__Exercise requirements__: Go through the entries and say how many lines contain the string "struct". The number is the whole answer.

__Material provided__:
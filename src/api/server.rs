use std::sync::{Arc, RwLock};

use axum::extract::{Path, State};
use axum::http::{header, StatusCode};
use axum::response::{Html, IntoResponse, Response};
use axum::routing::get;
use axum::Router;
use rust_embed::Embed;
use serde::Serialize;

use crate::analytics::PipelineStats;
use crate::display::{LabelBoard, SharedPreview, Slot};

#[derive(Embed)]
#[folder = "src/assets/"]
struct Assets;

#[derive(Clone)]
pub struct AppState {
    pub camera_id: String,
    pub board: Arc<RwLock<LabelBoard>>,
    pub preview: SharedPreview,
    pub stats: Arc<PipelineStats>,
}

impl AppState {
    pub fn new(
        camera_id: String,
        board: Arc<RwLock<LabelBoard>>,
        preview: SharedPreview,
        stats: Arc<PipelineStats>,
    ) -> Self {
        Self {
            camera_id,
            board,
            preview,
            stats,
        }
    }
}

#[derive(Serialize)]
struct StatusResponse {
    camera: String,
    frames_analyzed: u64,
    frames_dropped: u64,
    objects_seen: u64,
    slots_in_use: usize,
}

pub async fn start_server(state: AppState, port: u16) -> Result<(), std::io::Error> {
    let app = Router::new()
        .route("/", get(index_handler))
        .route("/assets/{*path}", get(static_handler))
        .route("/api/slots", get(slots_handler))
        .route("/api/preview", get(preview_handler))
        .route("/api/status", get(status_handler))
        .with_state(state);

    let addr = std::net::SocketAddr::from(([0, 0, 0, 0], port));
    tracing::info!("starting HTTP server on http://{}", addr);

    let listener = tokio::net::TcpListener::bind(addr).await?;
    axum::serve(listener, app).await
}

async fn index_handler() -> impl IntoResponse {
    match Assets::get("index.html") {
        Some(content) => Html(content.data.to_vec()).into_response(),
        None => (StatusCode::NOT_FOUND, "index.html not found").into_response(),
    }
}

async fn static_handler(Path(path): Path<String>) -> impl IntoResponse {
    match Assets::get(&path) {
        Some(content) => {
            let mime = mime_guess::from_path(&path).first_or_octet_stream();
            (
                [(header::CONTENT_TYPE, mime.as_ref())],
                content.data.to_vec(),
            )
                .into_response()
        }
        None => (StatusCode::NOT_FOUND, "not found").into_response(),
    }
}

async fn slots_handler(State(state): State<AppState>) -> Response {
    match state.board.read() {
        Ok(board) => {
            let slots: Vec<Slot> = board.slots().to_vec();
            axum::Json(slots).into_response()
        }
        Err(_) => (StatusCode::INTERNAL_SERVER_ERROR, "board lock error").into_response(),
    }
}

async fn preview_handler(State(state): State<AppState>) -> Response {
    match state.preview.read() {
        Ok(preview) => match preview.as_ref() {
            Some(jpeg) => ([(header::CONTENT_TYPE, "image/jpeg")], jpeg.clone()).into_response(),
            None => (StatusCode::NOT_FOUND, "no frame yet").into_response(),
        },
        Err(_) => (StatusCode::INTERNAL_SERVER_ERROR, "preview lock error").into_response(),
    }
}

async fn status_handler(State(state): State<AppState>) -> Response {
    let slots_in_use = match state.board.read() {
        Ok(board) => board.slots_in_use(),
        Err(_) => return (StatusCode::INTERNAL_SERVER_ERROR, "board lock error").into_response(),
    };

    let response = StatusResponse {
        camera: state.camera_id.clone(),
        frames_analyzed: state.stats.frames_analyzed(),
        frames_dropped: state.stats.frames_dropped(),
        objects_seen: state.stats.objects_seen(),
        slots_in_use,
    };

    axum::Json(response).into_response()
}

__Expected output__: 3